Start of Block
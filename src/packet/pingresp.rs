//! PINGRESP

empty_packet! {
    /// `PINGRESP` packet
    PingrespPacket => PingResponse
}
//! Control packets and their wire encoding

use std::io::{self, Read, Write};

use crate::control::fixed_header::FixedHeaderError;
use crate::control::variable_header::VariableHeaderError;
use crate::control::ControlType;
use crate::control::FixedHeader;
use crate::topic_filter::{TopicFilterDecodeError, TopicFilterError};
use crate::topic_name::{TopicNameDecodeError, TopicNameError};
use crate::{Decodable, Encodable};

macro_rules! encodable_packet {
    ($typ:ident($($field:ident),* $(,)?)) => {
        impl $crate::packet::EncodablePacket for $typ {
            fn fixed_header(&self) -> &$crate::control::fixed_header::FixedHeader {
                &self.fixed_header
            }

            #[allow(unused)]
            fn encode_packet<W: ::std::io::Write>(&self, writer: &mut W) -> ::std::io::Result<()> {
                $($crate::encodable::Encodable::encode(&self.$field, writer)?;)*
                Ok(())
            }

            fn encoded_packet_length(&self) -> u32 {
                $($crate::encodable::Encodable::encoded_length(&self.$field) +)*
                    0
            }
        }

        impl $typ {
            #[allow(unused)]
            #[inline(always)]
            fn fix_header_remaining_len(&mut self) {
                self.fixed_header.remaining_length = $crate::packet::EncodablePacket::encoded_packet_length(self);
            }
        }
    };
}

macro_rules! identifier_packet {
    ($(#[$attr:meta])* $typ:ident => $control:ident) => {
        $(#[$attr])*
        #[derive(Debug, Eq, PartialEq, Clone)]
        pub struct $typ {
            fixed_header: $crate::control::FixedHeader,
            packet_identifier: $crate::control::variable_header::PacketIdentifier,
        }

        encodable_packet!($typ(packet_identifier));

        impl $typ {
            pub fn new(pkid: u16) -> $typ {
                $typ {
                    fixed_header: $crate::control::FixedHeader::new(
                        $crate::control::PacketType::with_default($crate::control::ControlType::$control),
                        2,
                    ),
                    packet_identifier: $crate::control::variable_header::PacketIdentifier(pkid),
                }
            }

            pub fn packet_identifier(&self) -> u16 {
                self.packet_identifier.0
            }

            pub fn set_packet_identifier(&mut self, pkid: u16) {
                self.packet_identifier.0 = pkid;
            }
        }

        impl $crate::packet::DecodablePacket for $typ {
            fn decode_packet<R: ::std::io::Read>(
                reader: &mut R,
                fixed_header: $crate::control::FixedHeader,
            ) -> Result<Self, $crate::packet::PacketError> {
                let packet_identifier: $crate::control::variable_header::PacketIdentifier =
                    $crate::Decodable::decode(reader)?;
                Ok($typ {
                    fixed_header,
                    packet_identifier,
                })
            }
        }
    };
}

macro_rules! empty_packet {
    ($(#[$attr:meta])* $typ:ident => $control:ident) => {
        $(#[$attr])*
        #[derive(Debug, Eq, PartialEq, Clone)]
        pub struct $typ {
            fixed_header: $crate::control::FixedHeader,
        }

        encodable_packet!($typ());

        impl $typ {
            pub fn new() -> $typ {
                $typ {
                    fixed_header: $crate::control::FixedHeader::new(
                        $crate::control::PacketType::with_default($crate::control::ControlType::$control),
                        0,
                    ),
                }
            }
        }

        impl Default for $typ {
            fn default() -> $typ {
                $typ::new()
            }
        }

        impl $crate::packet::DecodablePacket for $typ {
            fn decode_packet<R: ::std::io::Read>(
                _reader: &mut R,
                fixed_header: $crate::control::FixedHeader,
            ) -> Result<Self, $crate::packet::PacketError> {
                Ok($typ { fixed_header })
            }
        }
    };
}

pub use self::connack::ConnackPacket;
pub use self::connect::ConnectPacket;
pub use self::disconnect::DisconnectPacket;
pub use self::pingreq::PingreqPacket;
pub use self::pingresp::PingrespPacket;
pub use self::puback::PubackPacket;
pub use self::pubcomp::PubcompPacket;
pub use self::publish::{PublishPacket, PublishPacketRef};
pub use self::pubrec::PubrecPacket;
pub use self::pubrel::PubrelPacket;
pub use self::suback::{SubackPacket, SubscribeReturnCode};
pub use self::subscribe::SubscribePacket;
pub use self::unsuback::UnsubackPacket;
pub use self::unsubscribe::UnsubscribePacket;

#[macro_use]
mod entries;

pub mod connack;
pub mod connect;
pub mod disconnect;
pub mod pingreq;
pub mod pingresp;
pub mod puback;
pub mod pubcomp;
pub mod publish;
pub mod pubrec;
pub mod pubrel;
pub mod suback;
pub mod subscribe;
pub mod unsuback;
pub mod unsubscribe;

/// A whole control packet: fixed header followed by variable header and payload.
///
/// Every packet type gets [`Encodable`] through this trait. Field types such as
/// `Vec<u8>` or `String` do not, so they cannot be written to a stream by mistake as if
/// they were packets.
pub trait EncodablePacket {
    fn fixed_header(&self) -> &FixedHeader;

    /// Writes everything after the fixed header
    fn encode_packet<W: Write>(&self, _writer: &mut W) -> io::Result<()> {
        Ok(())
    }

    /// Bytes written by `encode_packet`, which is the remaining length
    fn encoded_packet_length(&self) -> u32 {
        0
    }
}

impl<T: EncodablePacket> Encodable for T {
    fn encode<W: Write>(&self, writer: &mut W) -> io::Result<()> {
        self.fixed_header().encode(writer)?;
        self.encode_packet(writer)
    }

    fn encoded_length(&self) -> u32 {
        self.fixed_header().encoded_length() + self.encoded_packet_length()
    }
}

pub trait DecodablePacket: EncodablePacket + Sized {
    /// Reads the body of a packet whose fixed header is already known.
    ///
    /// `reader` is limited to `fixed_header.remaining_length` bytes.
    fn decode_packet<R: Read>(reader: &mut R, fixed_header: FixedHeader) -> Result<Self, PacketError>;
}

impl<T: DecodablePacket> Decodable for T {
    type Error = PacketError;
    type Cond = Option<FixedHeader>;

    fn decode_with<R: Read>(reader: &mut R, fixed_header: Option<FixedHeader>) -> Result<Self, PacketError> {
        let fixed_header = match fixed_header {
            Some(header) => header,
            None => FixedHeader::decode(reader)?,
        };

        let mut body = reader.take(u64::from(fixed_header.remaining_length));
        T::decode_packet(&mut body, fixed_header)
    }
}

/// Errors while decoding a packet
#[derive(Debug, thiserror::Error)]
pub enum PacketError {
    #[error(transparent)]
    FixedHeaderError(#[from] FixedHeaderError),
    #[error(transparent)]
    VariableHeaderError(#[from] VariableHeaderError),
    #[error(transparent)]
    IoError(#[from] io::Error),
    #[error(transparent)]
    TopicNameError(#[from] TopicNameError),
    #[error(transparent)]
    TopicFilterError(#[from] TopicFilterError),
    #[error("invalid QoS level ({0})")]
    InvalidQualityOfService(u8),
    #[error("invalid subscribe return code ({0:#X})")]
    InvalidSubscribeReturnCode(u8),
    #[error("remaining length {remaining_length} is shorter than the {required} bytes it must hold")]
    RemainingLengthTooShort { remaining_length: u32, required: u32 },
    #[error("body holds {available} bytes, remaining length announces {remaining_length}")]
    TruncatedBody { remaining_length: u32, available: usize },
    #[error("unexpected packet type {0:?}")]
    UnexpectedPacketType(ControlType),
}

impl From<TopicNameDecodeError> for PacketError {
    fn from(err: TopicNameDecodeError) -> PacketError {
        match err {
            TopicNameDecodeError::IoError(err) => PacketError::IoError(err),
            TopicNameDecodeError::InvalidTopicName(err) => PacketError::TopicNameError(err),
        }
    }
}

impl From<TopicFilterDecodeError> for PacketError {
    fn from(err: TopicFilterDecodeError) -> PacketError {
        match err {
            TopicFilterDecodeError::IoError(err) => PacketError::IoError(err),
            TopicFilterDecodeError::InvalidTopicFilter(err) => PacketError::TopicFilterError(err),
        }
    }
}

macro_rules! variable_packet {
    ($($packet:ident => $control:ident,)+) => {
        /// Any control packet
        #[derive(Debug, Eq, PartialEq, Clone)]
        pub enum VariablePacket {
            $($packet($packet),)+
        }

        $(
            impl From<$packet> for VariablePacket {
                fn from(packet: $packet) -> VariablePacket {
                    VariablePacket::$packet(packet)
                }
            }
        )+

        impl VariablePacket {
            /// Decodes the body that follows `fixed_header`, dispatching on its control type
            pub fn decode_body<R: Read>(reader: &mut R, fixed_header: FixedHeader) -> Result<VariablePacket, PacketError> {
                Ok(match fixed_header.packet_type.control_type {
                    $(ControlType::$control => VariablePacket::$packet($packet::decode_packet(reader, fixed_header)?),)+
                })
            }
        }

        impl EncodablePacket for VariablePacket {
            fn fixed_header(&self) -> &FixedHeader {
                match self {
                    $(VariablePacket::$packet(packet) => packet.fixed_header(),)+
                }
            }

            fn encode_packet<W: Write>(&self, writer: &mut W) -> io::Result<()> {
                match self {
                    $(VariablePacket::$packet(packet) => packet.encode_packet(writer),)+
                }
            }

            fn encoded_packet_length(&self) -> u32 {
                match self {
                    $(VariablePacket::$packet(packet) => packet.encoded_packet_length(),)+
                }
            }
        }
    };
}

variable_packet! {
    ConnectPacket => Connect,
    ConnackPacket => ConnectAcknowledgement,
    PublishPacket => Publish,
    PubackPacket => PublishAcknowledgement,
    PubrecPacket => PublishReceived,
    PubrelPacket => PublishRelease,
    PubcompPacket => PublishComplete,
    SubscribePacket => Subscribe,
    SubackPacket => SubscribeAcknowledgement,
    UnsubscribePacket => Unsubscribe,
    UnsubackPacket => UnsubscribeAcknowledgement,
    PingreqPacket => PingRequest,
    PingrespPacket => PingResponse,
    DisconnectPacket => Disconnect,
}

impl VariablePacket {
    pub fn new<P: Into<VariablePacket>>(packet: P) -> VariablePacket {
        packet.into()
    }

    pub fn control_type(&self) -> ControlType {
        self.fixed_header().packet_type.control_type
    }
}

impl Decodable for VariablePacket {
    type Error = VariablePacketError;
    type Cond = Option<FixedHeader>;

    fn decode_with<R: Read>(reader: &mut R, fixed_header: Option<FixedHeader>) -> Result<VariablePacket, VariablePacketError> {
        let fixed_header = match fixed_header {
            Some(header) => header,
            None => match FixedHeader::decode(reader) {
                Ok(header) => header,
                Err(FixedHeaderError::ReservedType(code, remaining_length)) => {
                    // skip the body so the stream stays aligned on the next packet
                    let mut body = Vec::with_capacity(remaining_length as usize);
                    reader.take(u64::from(remaining_length)).read_to_end(&mut body)?;
                    return Err(VariablePacketError::ReservedPacket(code, body));
                }
                Err(err) => return Err(err.into()),
            },
        };

        let mut body = reader.take(u64::from(fixed_header.remaining_length));
        Ok(VariablePacket::decode_body(&mut body, fixed_header)?)
    }
}

/// Errors while decoding any packet
#[derive(Debug, thiserror::Error)]
pub enum VariablePacketError {
    #[error(transparent)]
    FixedHeaderError(#[from] FixedHeaderError),
    #[error("reserved packet type ({0}) with {} body bytes", .1.len())]
    ReservedPacket(u8, Vec<u8>),
    #[error(transparent)]
    IoError(#[from] io::Error),
    #[error(transparent)]
    PacketError(#[from] PacketError),
}

#[cfg(feature = "tokio-codec")]
mod framed {
    use bytes::{BufMut, BytesMut};
    use tokio_util::codec::{Decoder, Encoder};

    use super::*;
    use crate::frame::split_frame;

    fn decode_frame(src: &mut BytesMut) -> Result<Option<VariablePacket>, VariablePacketError> {
        match split_frame(src)? {
            Some((fixed_header, body)) => Ok(Some(VariablePacket::decode_body(&mut &body[..], fixed_header)?)),
            None => Ok(None),
        }
    }

    fn encode_frame<P: EncodablePacket>(packet: P, dst: &mut BytesMut) -> io::Result<()> {
        dst.reserve(packet.encoded_length() as usize);
        packet.encode(&mut dst.writer())
    }

    /// Reads `VariablePacket`s off a byte stream
    #[derive(Debug, Default, Clone, Copy)]
    pub struct MqttDecoder;

    /// Writes any packet to a byte stream
    #[derive(Debug, Default, Clone, Copy)]
    pub struct MqttEncoder;

    /// Both directions, for `Framed`
    #[derive(Debug, Default, Clone, Copy)]
    pub struct MqttCodec;

    impl Decoder for MqttDecoder {
        type Item = VariablePacket;
        type Error = VariablePacketError;

        fn decode(&mut self, src: &mut BytesMut) -> Result<Option<VariablePacket>, VariablePacketError> {
            decode_frame(src)
        }
    }

    impl Decoder for MqttCodec {
        type Item = VariablePacket;
        type Error = VariablePacketError;

        fn decode(&mut self, src: &mut BytesMut) -> Result<Option<VariablePacket>, VariablePacketError> {
            decode_frame(src)
        }
    }

    impl<P: EncodablePacket> Encoder<P> for MqttEncoder {
        type Error = io::Error;

        fn encode(&mut self, packet: P, dst: &mut BytesMut) -> io::Result<()> {
            encode_frame(packet, dst)
        }
    }

    impl<P: EncodablePacket> Encoder<P> for MqttCodec {
        type Error = io::Error;

        fn encode(&mut self, packet: P, dst: &mut BytesMut) -> io::Result<()> {
            encode_frame(packet, dst)
        }
    }
}

#[cfg(feature = "tokio-codec")]
pub use self::framed::{MqttCodec, MqttDecoder, MqttEncoder};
End of Block
Each line of the listing above that contains the word "DisconnectPacket" is to be copied.

pub use self::disconnect::DisconnectPacket;
    DisconnectPacket => Disconnect,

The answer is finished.